At the beginning, we were not sure whether Armillaria infection would have any measurable influence on decomposition. Yet the results turned out to be clear. Decomposition was indeed faster in infected branches. This unexpected result led us to propose the idea of a potential lasting effect of infection, where changes caused by the pathogen before tree death may continue to influence decomposition afterwards. The next step is to test whether similar patterns appear in larger pieces of wood such as trunks and in other tree species that interact with comparable pathogens. By doing so, we hope to understand more deeply how plant pathogens extend their influence beyond the life of their hosts, quietly shaping the long-term carbon cycle of forests.

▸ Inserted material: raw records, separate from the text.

use async_trait::async_trait;
use paper2md_core::DocumentError;

/// The note that recognized text is appended to.
///
/// Only whole-buffer reads and writes are exposed; [`append_text`] builds the
/// append on top of them.
#[async_trait]
pub trait Document: Send + Sync {
    /// Human-readable name shown in the dialog header (e.g. a file path).
    fn name(&self) -> &str;
    /// Returns the full current content.
    async fn read_text(&self) -> Result<String, DocumentError>;
    /// Replaces the full content.
    async fn replace_text(&self, text: &str) -> Result<(), DocumentError>;
}

/// Append `text` verbatim to the end of the document.
///
/// Read-modify-write of the whole buffer. No separator is inserted.
pub async fn append_text(document: &dyn Document, text: &str) -> Result<(), DocumentError> {
    let mut content = document.read_text().await?;
    let before = content.len();
    content.push_str(text);
    document.replace_text(&content).await?;
    tracing::info!(
        document = %document.name(),
        appended = text.len(),
        before,
        after = content.len(),
        "document updated"
    );
    Ok(())
}
use crate::engine_trait::RecognitionEngine;
use async_trait::async_trait;
use paper2md_core::{Credential, EncodedImage, RecognitionError, RecognizedText};
use std::sync::atomic::{AtomicUsize, Ordering};

/// Offline engine that answers every request with a fixed text.
pub struct NullEngine {
    text: String,
    request_count: AtomicUsize,
}

impl NullEngine {
    pub fn new() -> Self {
        Self {
            text: String::new(),
            request_count: AtomicUsize::new(0),
        }
    }

    pub fn with_text(text: impl Into<String>) -> Self {
        Self {
            text: text.into(),
            request_count: AtomicUsize::new(0),
        }
    }

    pub fn request_count(&self) -> usize {
        self.request_count.load(Ordering::Relaxed)
    }
}

impl Default for NullEngine {
    fn default() -> Self {
        Self::new()
    }
}

#[async_trait]
impl RecognitionEngine for NullEngine {
    fn name(&self) -> &str {
        "null"
    }

    async fn initialize(&mut self, config: toml::Value) -> Result<(), RecognitionError> {
        if let Some(text) = config.get("text").and_then(|v| v.as_str()) {
            self.text = text.to_string();
        }
        Ok(())
    }

    async fn recognize(
        &self,
        image: &EncodedImage,
        _credential: &Credential,
    ) -> Result<RecognizedText, RecognitionError> {
        let count = self.request_count.fetch_add(1, Ordering::Relaxed) + 1;
        tracing::trace!("NullEngine request #{count}, {} bytes", image.bytes.len());
        Ok(RecognizedText::new(self.text.clone()))
    }
}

Image 4: A deer wandering through our experimental area, reminding us that we were not the only visitors there (credit: Shudong Zhang).

Image 5: One of our plots after deer visited the site (credit: Shudong Zhang).

3. About the Author

Image 6: Me (credit: Shudong Zhang).

I am currently a postdoctoral researcher at Peking University. I was born in Yunnan Province in southwest China, a region often called the kingdom of biodiversity. Growing up, I spent much of my time in the mountains, wandering through forests and along small streams, fascinated by the living world around me. This early curiosity led me to study ecology at university.

During my PhD, I had the opportunity to work with Professor Hans Cornelissen at Vrije Universiteit Amsterdam, where I completed my doctoral degree. My research focuses on the links between decomposition and fire, particularly in plant litter and coarse woody debris, and on how biotic and abiotic disturbances shape these links. More about my work can be found at https://www.researchgate.net/profile/Shudong-Zhang-2

Image 7: My two main research themes: fire (left) and decomposition (right). Credit: Shudong Zhang.

Outside research, I enjoy photography and like to capture quiet moments of natural beauty. I also love barbecues and iced cola. If I could give my younger self one piece of advice, it would be this: Do good work, and trust that meaning will follow.